Помимо квази-физиологических препон, наследия Советской системы образования, у меня с Ирой порою возникали непримиримые идеологические разногласия. Как в том случае, когда ректорат объявил добровольный субботник по уборке Графского парка. Девушки моего курса сгребали опавшие листья, а мы с Игорем Рекуном поджигали высокие нагрёбанные кучи.

После перевода Челюстей я знал, что жечь листья на открытом воздухе – это экологическое преступление против окружающей атмосферы, там есть небольшой абзац на эту тему. Но разве ты хоть что-нибудь кому-нибудь докажешь? «Сергей, не ломайся. Все так делают. Мы тут не в Америке».

С волками жить – вой как Римляне делают. Графский парк утонул в густых клубах дыма и мы разошлись… Проходя мимо Старого Здания, я приметил девушку в спортивке и она мне чем-то сразу понравилась, издалека. Даже не знаю чем именно. Ну широкая косынка в крупный чёрный горошек, это понятно, но не только же этим. И не кедами. Подхожу ближе – ё… то есть, ахху… моё! Так это же Ира! И до того растрогался приятным сюрпризом, что тут же доложил ей, как только что я заново в неё влюбился.

– Ты не знал, что это я и – влюбился?

– Да! Представляешь?

– Как ты мог!

– Так я ж в тебя!

– Ты не знал, что это я!

– Ну ты сама подумай! Раз это оказалась ты, значит на других у меня шансов нет. Я только в тебя могу влюбляться.

– Ты только что влюбился не в меня! И ещё сможешь!

– Как это не в тебя? А в кого ж ещё? Разве не ясно, что других как ты нет?

– Ты ничего не понимаешь.

– Ладно.
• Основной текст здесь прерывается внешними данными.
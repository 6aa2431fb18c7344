use serde::{Deserialize, Serialize};

use crate::contracts::error::ConfigError;

/// Widest padding accepted. `u64::MAX` has 20 digits, so anything wider
/// would only add leading zeros. This cap is stricter than the bare
/// `digit_count >= 1` rule: a config asking for e.g. 24 digits is refused.
pub const MAX_DIGIT_COUNT: usize = 20;

/// Rendering template for one identifier family.
#[derive(Debug, Clone, PartialEq, Eq, Serialize, Deserialize)]
#[serde(default)]
pub struct FormatConfig {
    pub prefix: String,
    pub use_custom_prefix: bool,
    pub include_year: bool,
    pub digit_count: usize,
    /// Exactly one character.
    pub separator: String,
}

impl Default for FormatConfig {
    fn default() -> Self {
        Self {
            prefix: String::new(),
            use_custom_prefix: false,
            include_year: true,
            digit_count: 4,
            separator: "-".into(),
        }
    }
}

impl FormatConfig {
    /// Checks the write-time constraints: `1 <= digit_count <= MAX_DIGIT_COUNT`
    /// and a one-character separator.
    pub fn validate(&self) -> Result<(), ConfigError> {
        if self.digit_count < 1 || self.digit_count > MAX_DIGIT_COUNT {
            return Err(ConfigError::Invalid(format!(
                "digit_count must be between 1 and {}, got {}",
                MAX_DIGIT_COUNT, self.digit_count
            )));
        }
        if self.separator.chars().count() != 1 {
            return Err(ConfigError::Invalid(format!(
                "separator must be exactly one character, got {:?}",
                self.separator
            )));
        }
        Ok(())
    }
}

/// Source of format configurations, keyed by family name.
///
/// Read fresh on every generation call. Writes are validated before they
/// are accepted, so `load` only returns configurations that passed
/// `FormatConfig::validate` (sources backed by hand-editable files re-check).
pub trait FormatConfigSource: Send + Sync {
    /// Returns the configuration for `family`, or the default if none was stored.
    fn load(&self, family: &str) -> Result<FormatConfig, ConfigError>;

    /// Validates and stores the configuration for `family`.
    fn store(&self, family: &str, config: FormatConfig) -> Result<(), ConfigError>;
}

impl<C: FormatConfigSource + ?Sized> FormatConfigSource for std::sync::Arc<C> {
    fn load(&self, family: &str) -> Result<FormatConfig, ConfigError> {
        (**self).load(family)
    }

    fn store(&self, family: &str, config: FormatConfig) -> Result<(), ConfigError> {
        (**self).store(family, config)
    }
}
use crate::contracts::error::StorageError;
use crate::contracts::identifier::{CounterRecord, ScopeKey};

/// Durable scope-key to counter mapping.
///
/// # Invariants
/// - `increment` is atomic: N concurrent callers on one key receive
///   exactly `old+1 ..= old+N`
/// - A value is durable before `increment` returns it
/// - A failed `increment` leaves the stored value unchanged, and no reader
///   observes a value that was not committed
/// - Values never decrease for a key
pub trait CounterStore: Send + Sync {
    /// Reads the value for `key` (0 if absent), stores `value + 1` and returns it.
    fn increment(&self, key: &ScopeKey) -> Result<u64, StorageError>;

    /// Returns the last committed value for `key` without incrementing.
    fn current(&self, key: &ScopeKey) -> Result<u64, StorageError>;

    /// Lists every committed counter, sorted by scope key.
    fn records(&self) -> Result<Vec<CounterRecord>, StorageError>;

    /// Checks that the store is reachable.
    fn ping(&self) -> Result<(), StorageError> {
        self.records().map(|_| ())
    }
}

impl<S: CounterStore + ?Sized> CounterStore for std::sync::Arc<S> {
    fn increment(&self, key: &ScopeKey) -> Result<u64, StorageError> {
        (**self).increment(key)
    }

    fn current(&self, key: &ScopeKey) -> Result<u64, StorageError> {
        (**self).current(key)
    }

    fn records(&self) -> Result<Vec<CounterRecord>, StorageError> {
        (**self).records()
    }

    fn ping(&self) -> Result<(), StorageError> {
        (**self).ping()
    }
}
Значит мне нельзя в тебя влюбляться?

– Нет!

– Никогда?

– Никогда!

Замкнутый круг – люби меня, но никогда в меня не влюбляйся. Но она красиво смотрелась в той спортивке, и двигается так классно…

(…при всех потугах выпятить себя как помесь записного Казановы с утончённым аристократом духа, по своей сути я – прирождённый лох. Почему? Чересчур губошлёп и падок на новые цацки…)
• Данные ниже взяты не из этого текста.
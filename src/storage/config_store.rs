use std::collections::HashMap;
use std::fs::{self, File};
use std::io::{ErrorKind, Write};
use std::path::{Path, PathBuf};
use std::sync::RwLock;

use crate::contracts::{ConfigError, FormatConfig, FormatConfigSource};
use crate::scope::validate_namespace;

/// Format configurations held in memory.
#[derive(Default)]
pub struct MemoryConfigSource {
    configs: RwLock<HashMap<String, FormatConfig>>,
}

impl MemoryConfigSource {
    pub fn new() -> Self {
        Self::default()
    }
}

impl FormatConfigSource for MemoryConfigSource {
    fn load(&self, family: &str) -> Result<FormatConfig, ConfigError> {
        let configs = self
            .configs
            .read()
            .map_err(|e| ConfigError::Unavailable(e.to_string()))?;
        Ok(configs.get(family).cloned().unwrap_or_default())
    }

    fn store(&self, family: &str, config: FormatConfig) -> Result<(), ConfigError> {
        config.validate()?;
        let mut configs = self
            .configs
            .write()
            .map_err(|e| ConfigError::Unavailable(e.to_string()))?;
        configs.insert(family.to_string(), config);
        Ok(())
    }
}

/// Format configurations stored as `<dir>/<family>.json`.
///
/// Files are read on every `load`, so edits by another instance are seen on
/// the next call. A missing file yields the default configuration; an
/// unreadable or invalid one is reported as unavailable.
pub struct FileConfigSource {
    dir: PathBuf,
}

impl FileConfigSource {
    pub fn open(dir: impl Into<PathBuf>) -> Result<Self, ConfigError> {
        let dir = dir.into();
        fs::create_dir_all(&dir).map_err(|e| {
            ConfigError::Unavailable(format!("cannot create {}: {}", dir.display(), e))
        })?;
        Ok(Self { dir })
    }

    pub fn dir(&self) -> &Path {
        &self.dir
    }

    fn path_for(&self, family: &str) -> Result<PathBuf, ConfigError> {
        validate_namespace(family).map_err(|e| ConfigError::Invalid(e.to_string()))?;
        Ok(self.dir.join(format!("{}.json", family)))
    }
}

impl FormatConfigSource for FileConfigSource {
    fn load(&self, family: &str) -> Result<FormatConfig, ConfigError> {
        let path = self.path_for(family)?;
        let bytes = match fs::read(&path) {
            Ok(bytes) => bytes,
            Err(e) if e.kind() == ErrorKind::NotFound => return Ok(FormatConfig::default()),
            Err(e) => {
                return Err(ConfigError::Unavailable(format!(
                    "cannot read {}: {}",
                    path.display(),
                    e
                )))
            }
        };

        let config: FormatConfig = serde_json::from_slice(&bytes).map_err(|e| {
            ConfigError::Unavailable(format!("cannot parse {}: {}", path.display(), e))
        })?;

        // Files can be edited by hand; don't render with a config we'd reject on write
        config
            .validate()
            .map_err(|e| ConfigError::Unavailable(format!("{}: {}", path.display(), e)))?;
        Ok(config)
    }

    fn store(&self, family: &str, config: FormatConfig) -> Result<(), ConfigError> {
        config.validate()?;
        let path = self.path_for(family)?;
        let bytes = serde_json::to_vec_pretty(&config)
            .map_err(|e| ConfigError::Unavailable(e.to_string()))?;

        let tmp_path = path.with_extension("json.tmp");
        let write = || -> std::io::Result<()> {
            let mut file = File::create(&tmp_path)?;
            file.write_all(&bytes)?;
            file.sync_all()?;
            fs::rename(&tmp_path, &path)
        };
        write().map_err(|e| {
            ConfigError::Unavailable(format!("cannot write {}: {}", path.display(), e))
        })?;

        tracing::info!(family = %family, path = %path.display(), "Stored format configuration");
        Ok(())
    }
}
Стоило Илюше Липесу обмолвится незнакомым словом «волы» и я за ним увязался как цуцик Тузик. «Давай к волам сходим». Случайно обронённый термин дал старт полёту фантазии рисующей сборище бесплатных гетер без лишних комплексов. Но на деле там оказались тёлки, каких и в Общаге вáлом, а у одной из волиц день рождения.
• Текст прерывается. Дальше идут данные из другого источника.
use std::sync::atomic::Ordering;
use std::sync::Arc;
use std::time::Instant;

use axum::body::Bytes;
use axum::extract::rejection::QueryRejection;
use axum::extract::{Path, Query, State};
use axum::http::{header, StatusCode};
use axum::response::IntoResponse;
use axum::Json;
use serde::{Deserialize, Serialize};

use crate::contracts::{
    CounterRecord, CounterStore, Family, FormatConfig, FormatConfigSource, GenerateError,
    GeneratedIdentifier, ReservedSequence, ScopeKey, ScopeKind,
};
use crate::generator::{Clock, IdentifierGenerator, SystemClock};
use crate::metrics::MetricsRegistry;

/// Application state shared across handlers.
pub struct AppState<S, C, K = SystemClock> {
    pub generator: IdentifierGenerator<S, C, K>,
    pub metrics: Arc<MetricsRegistry>,
}

impl<S, C, K> AppState<S, C, K> {
    pub fn new(generator: IdentifierGenerator<S, C, K>, metrics: Arc<MetricsRegistry>) -> Self {
        Self { generator, metrics }
    }
}

/// Request body for issuing an identifier.
#[derive(Debug, Deserialize)]
pub struct NextRequest {
    pub kind: ScopeKind,
    #[serde(default)]
    pub department_code: Option<String>,
}

/// Query parameters for previewing the next identifier.
#[derive(Debug, Deserialize)]
pub struct PreviewQuery {
    pub kind: ScopeKind,
    #[serde(default)]
    pub department_code: Option<String>,
}

/// Request body for rendering a reserved sequence.
#[derive(Debug, Deserialize)]
pub struct RenderRequest {
    pub scope: String,
    pub sequence: u64,
    pub year: i32,
}

/// Response for counter listing.
#[derive(Debug, Serialize)]
pub struct CountersResponse {
    pub counters: Vec<CounterRecord>,
    pub count: usize,
}

/// Response for family listing.
#[derive(Debug, Serialize)]
pub struct FamiliesResponse {
    pub families: Vec<Family>,
}

/// Error response.
#[derive(Debug, Serialize)]
pub struct ErrorResponse {
    pub error: String,
    pub code: String,
    /// Set for CONFIG_UNAVAILABLE: the sequence that was consumed but not rendered.
    #[serde(skip_serializing_if = "Option::is_none")]
    pub reserved: Option<ReservedSequence>,
}

/// API error type.
#[derive(Debug)]
pub enum ApiError {
    Generate(GenerateError),
    BadRequest(String),
}

impl ApiError {
    fn code(&self) -> (StatusCode, &'static str) {
        match self {
            ApiError::Generate(GenerateError::StorageUnavailable(_)) => {
                (StatusCode::SERVICE_UNAVAILABLE, "STORAGE_UNAVAILABLE")
            }
            ApiError::Generate(GenerateError::ConfigUnavailable { .. })
            | ApiError::Generate(GenerateError::ConfigSourceUnavailable(_)) => {
                (StatusCode::SERVICE_UNAVAILABLE, "CONFIG_UNAVAILABLE")
            }
            ApiError::Generate(GenerateError::InvalidConfig(_)) => {
                (StatusCode::BAD_REQUEST, "INVALID_CONFIG")
            }
            ApiError::Generate(GenerateError::InvalidRequest(_)) | ApiError::BadRequest(_) => {
                (StatusCode::BAD_REQUEST, "BAD_REQUEST")
            }
            ApiError::Generate(GenerateError::UnknownFamily(_)) => {
                (StatusCode::NOT_FOUND, "FAMILY_NOT_FOUND")
            }
        }
    }
}

impl IntoResponse for ApiError {
    fn into_response(self) -> axum::response::Response {
        let (status, code) = self.code();
        let error_response = match self {
            ApiError::Generate(GenerateError::ConfigUnavailable { reserved, reason }) => {
                ErrorResponse {
                    error: format!(
                        "Sequence {} in scope {} was reserved but not rendered: {}",
                        reserved.sequence, reserved.scope, reason
                    ),
                    code: code.into(),
                    reserved: Some(reserved),
                }
            }
            ApiError::Generate(e) => ErrorResponse {
                error: e.to_string(),
                code: code.into(),
                reserved: None,
            },
            ApiError::BadRequest(msg) => ErrorResponse {
                error: msg,
                code: code.into(),
                reserved: None,
            },
        };

        (status, Json(error_response)).into_response()
    }
}

impl From<GenerateError> for ApiError {
    fn from(e: GenerateError) -> Self {
        ApiError::Generate(e)
    }
}

impl<S, C, K> AppState<S, C, K> {
    /// Counts a failed request and converts the error.
    fn fail(&self, e: GenerateError) -> ApiError {
        self.metrics.http.record_error();
        self.metrics.generation.record_error(&e);
        ApiError::Generate(e)
    }

    fn bad_request(&self, msg: String) -> ApiError {
        self.metrics.http.record_error();
        ApiError::BadRequest(msg)
    }
}

/// POST /families/{family}/next
/// Issues the next identifier for a family.
pub async fn next_identifier<S, C, K>(
    State(state): State<Arc<AppState<S, C, K>>>,
    Path(family): Path<String>,
    body: Bytes,
) -> Result<Json<GeneratedIdentifier>, ApiError>
where
    S: CounterStore + 'static,
    C: FormatConfigSource + 'static,
    K: Clock + 'static,
{
    let start = Instant::now();
    state.metrics.http.record_request();

    let request: NextRequest = serde_json::from_slice(&body)
        .map_err(|e| state.bad_request(format!("Invalid JSON: {}", e)))?;

    let issued = state
        .generator
        .next(&family, request.kind, request.department_code.as_deref())
        .await
        .map_err(|e| state.fail(e))?;

    state
        .metrics
        .generation
        .record_issued(&family, request.kind, start.elapsed());

    Ok(Json(issued))
}

/// GET /families/{family}/preview
/// Shows the identifier the next call would issue, without consuming it.
pub async fn preview_identifier<S, C, K>(
    State(state): State<Arc<AppState<S, C, K>>>,
    Path(family): Path<String>,
    query: Result<Query<PreviewQuery>, QueryRejection>,
) -> Result<Json<GeneratedIdentifier>, ApiError>
where
    S: CounterStore + 'static,
    C: FormatConfigSource + 'static,
    K: Clock + 'static,
{
    state.metrics.http.record_request();
    let Query(query) = query.map_err(|e| state.bad_request(e.body_text()))?;

    let preview = state
        .generator
        .preview(&family, query.kind, query.department_code.as_deref())
        .await
        .map_err(|e| state.fail(e))?;

    Ok(Json(preview))
}

/// POST /families/{family}/render
/// Renders a sequence reserved by a call that failed with CONFIG_UNAVAILABLE.
/// Sequences the scope never committed are rejected with BAD_REQUEST.
pub async fn render_reserved<S, C, K>(
    State(state): State<Arc<AppState<S, C, K>>>,
    Path(family): Path<String>,
    body: Bytes,
) -> Result<Json<GeneratedIdentifier>, ApiError>
where
    S: CounterStore + 'static,
    C: FormatConfigSource + 'static,
    K: Clock + 'static,
{
    state.metrics.http.record_request();

    let request: RenderRequest = serde_json::from_slice(&body)
        .map_err(|e| state.bad_request(format!("Invalid JSON: {}", e)))?;

    let reserved = ReservedSequence {
        family,
        scope: ScopeKey::from_raw(request.scope),
        sequence: request.sequence,
        year: request.year,
    };
    let formatted = state
        .generator
        .render(&reserved)
        .await
        .map_err(|e| state.fail(e))?;
    state.metrics.generation.record_render();

    Ok(Json(GeneratedIdentifier {
        scope: reserved.scope,
        sequence: reserved.sequence,
        formatted,
    }))
}

/// GET /families/{family}/config
pub async fn get_config<S, C, K>(
    State(state): State<Arc<AppState<S, C, K>>>,
    Path(family): Path<String>,
) -> Result<Json<FormatConfig>, ApiError>
where
    S: CounterStore + 'static,
    C: FormatConfigSource + 'static,
    K: Clock + 'static,
{
    state.metrics.http.record_request();
    let config = state
        .generator
        .config(&family)
        .map_err(|e| state.fail(e))?;
    Ok(Json(config))
}

/// PUT /families/{family}/config
/// Replaces a family's format configuration. Invalid configs are rejected here,
/// never at format time.
pub async fn put_config<S, C, K>(
    State(state): State<Arc<AppState<S, C, K>>>,
    Path(family): Path<String>,
    body: Bytes,
) -> Result<Json<FormatConfig>, ApiError>
where
    S: CounterStore + 'static,
    C: FormatConfigSource + 'static,
    K: Clock + 'static,
{
    state.metrics.http.record_request();

    let config: FormatConfig = serde_json::from_slice(&body)
        .map_err(|e| state.bad_request(format!("Invalid JSON: {}", e)))?;

    state
        .generator
        .update_config(&family, config.clone())
        .map_err(|e| state.fail(e))?;
    state.metrics.generation.record_config_update();

    Ok(Json(config))
}

/// GET /families
pub async fn list_families<S, C, K>(
    State(state): State<Arc<AppState<S, C, K>>>,
) -> Json<FamiliesResponse>
where
    S: CounterStore + 'static,
    C: FormatConfigSource + 'static,
    K: Clock + 'static,
{
    state.metrics.http.record_request();
    Json(FamiliesResponse {
        families: state.generator.families().cloned().collect(),
    })
}

/// GET /counters
/// Lists committed counters so operators can reconcile gaps.
pub async fn list_counters<S, C, K>(
    State(state): State<Arc<AppState<S, C, K>>>,
) -> Result<Json<CountersResponse>, ApiError>
where
    S: CounterStore + 'static,
    C: FormatConfigSource + 'static,
    K: Clock + 'static,
{
    state.metrics.http.record_request();
    let counters = state
        .generator
        .records()
        .await
        .map_err(|e| state.fail(e))?;
    Ok(Json(CountersResponse {
        count: counters.len(),
        counters,
    }))
}

/// GET /health
/// Health check endpoint.
pub async fn health_check() -> impl IntoResponse {
    Json(serde_json::json!({
        "status": "healthy"
    }))
}

/// GET /health/live
/// Liveness check; OK whenever the server answers.
pub async fn health_live() -> impl IntoResponse {
    Json(serde_json::json!({ "status": "ok" }))
}

/// Response for readiness endpoint.
#[derive(Debug, Serialize)]
pub struct ReadinessResponse {
    pub status: String,
    pub counter_store: ComponentHealth,
}

/// Health status for a single component.
#[derive(Debug, Serialize)]
pub struct ComponentHealth {
    pub status: String,
    #[serde(skip_serializing_if = "Option::is_none")]
    pub error: Option<String>,
}

/// GET /health/ready
/// Readiness check; fails while the counter store is unreachable.
pub async fn health_ready<S, C, K>(
    State(state): State<Arc<AppState<S, C, K>>>,
) -> Result<Json<ReadinessResponse>, (StatusCode, Json<ReadinessResponse>)>
where
    S: CounterStore + 'static,
    C: FormatConfigSource + 'static,
    K: Clock + 'static,
{
    match state.generator.ping().await {
        Ok(()) => Ok(Json(ReadinessResponse {
            status: "ready".into(),
            counter_store: ComponentHealth {
                status: "ok".into(),
                error: None,
            },
        })),
        Err(e) => {
            tracing::warn!(error = %e, "Readiness check failed");
            Err((
                StatusCode::SERVICE_UNAVAILABLE,
                Json(ReadinessResponse {
                    status: "not_ready".into(),
                    counter_store: ComponentHealth {
                        status: "error".into(),
                        error: Some(e.to_string()),
                    },
                }),
            ))
        }
    }
}

/// Response for stats endpoint.
#[derive(Debug, Serialize)]
pub struct StatsResponse {
    pub uptime_secs: f64,
    pub requests_total: u64,
    pub errors_total: u64,
    pub identifiers: IdentifierStats,
}

#[derive(Debug, Serialize)]
pub struct IdentifierStats {
    pub issued_total: u64,
    pub storage_errors_total: u64,
    pub config_unavailable_total: u64,
    pub invalid_requests_total: u64,
    pub renders_total: u64,
    pub avg_latency_us: f64,
}

/// GET /stats
/// Server statistics.
pub async fn get_stats<S, C, K>(
    State(state): State<Arc<AppState<S, C, K>>>,
) -> impl IntoResponse
where
    S: CounterStore + 'static,
    C: FormatConfigSource + 'static,
    K: Clock + 'static,
{
    let http = &state.metrics.http;
    let generation = &state.metrics.generation;

    Json(StatsResponse {
        uptime_secs: http.uptime_secs(),
        requests_total: http.requests_total.load(Ordering::Relaxed),
        errors_total: http.errors_total.load(Ordering::Relaxed),
        identifiers: IdentifierStats {
            issued_total: generation.issued_total(),
            storage_errors_total: generation.storage_errors_total.load(Ordering::Relaxed),
            config_unavailable_total: generation
                .config_unavailable_total
                .load(Ordering::Relaxed),
            invalid_requests_total: generation.invalid_requests_total.load(Ordering::Relaxed),
            renders_total: generation.renders_total.load(Ordering::Relaxed),
            avg_latency_us: generation.next_latency.mean_us(),
        },
    })
}

/// GET /metrics
/// Returns metrics in Prometheus text exposition format.
pub async fn metrics<S, C, K>(State(state): State<Arc<AppState<S, C, K>>>) -> impl IntoResponse
where
    S: CounterStore + 'static,
    C: FormatConfigSource + 'static,
    K: Clock + 'static,
{
    (
        [(header::CONTENT_TYPE, "text/plain; charset=utf-8")],
        state.metrics.format_prometheus(),
    )
}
И теперь в этой полутёмной комнате частного дома древней застройки мы вроде отрываемся типа как бы и полной шарой быстрый танец наяриваем. Оно мне надо? Потом я с какой-нибудь из этих лягу на кровать в соседней комнате. И будет она меня, в манере волиц-лисиц, открытым верхом, закрытым низом потчевать да приговаривать: —«Не мучай ни себя, ни меня!» Как будто я её насильно завалил или шантажировал, чтобы разделась. Зачем пошла, раз уж такая убеждённая лесба или в пожизненно непросыхающих месяцах? Чтоб изнасиловали забесплатно?!. И от этой тоски воловьей, вышел я в коридор к телефону позвонить и сообщить Ире, что я её люблю, подпись: «эмо лох».

А она моментально врубилась: —«Что там за музыка? Ты где?»

Обычно я ей из тамбура запертой двери звоню, на первом этаже Общаги. Вокруг стекло, почти полная звукоизоляция. Разговор совершенно ни о чём, я просто люблю её голос слушать. Она там скажет слово, а я тут млею, пока её родителям телефон не понадобится или из вестибюля в стекло отсека затарабанят: сколько можно?…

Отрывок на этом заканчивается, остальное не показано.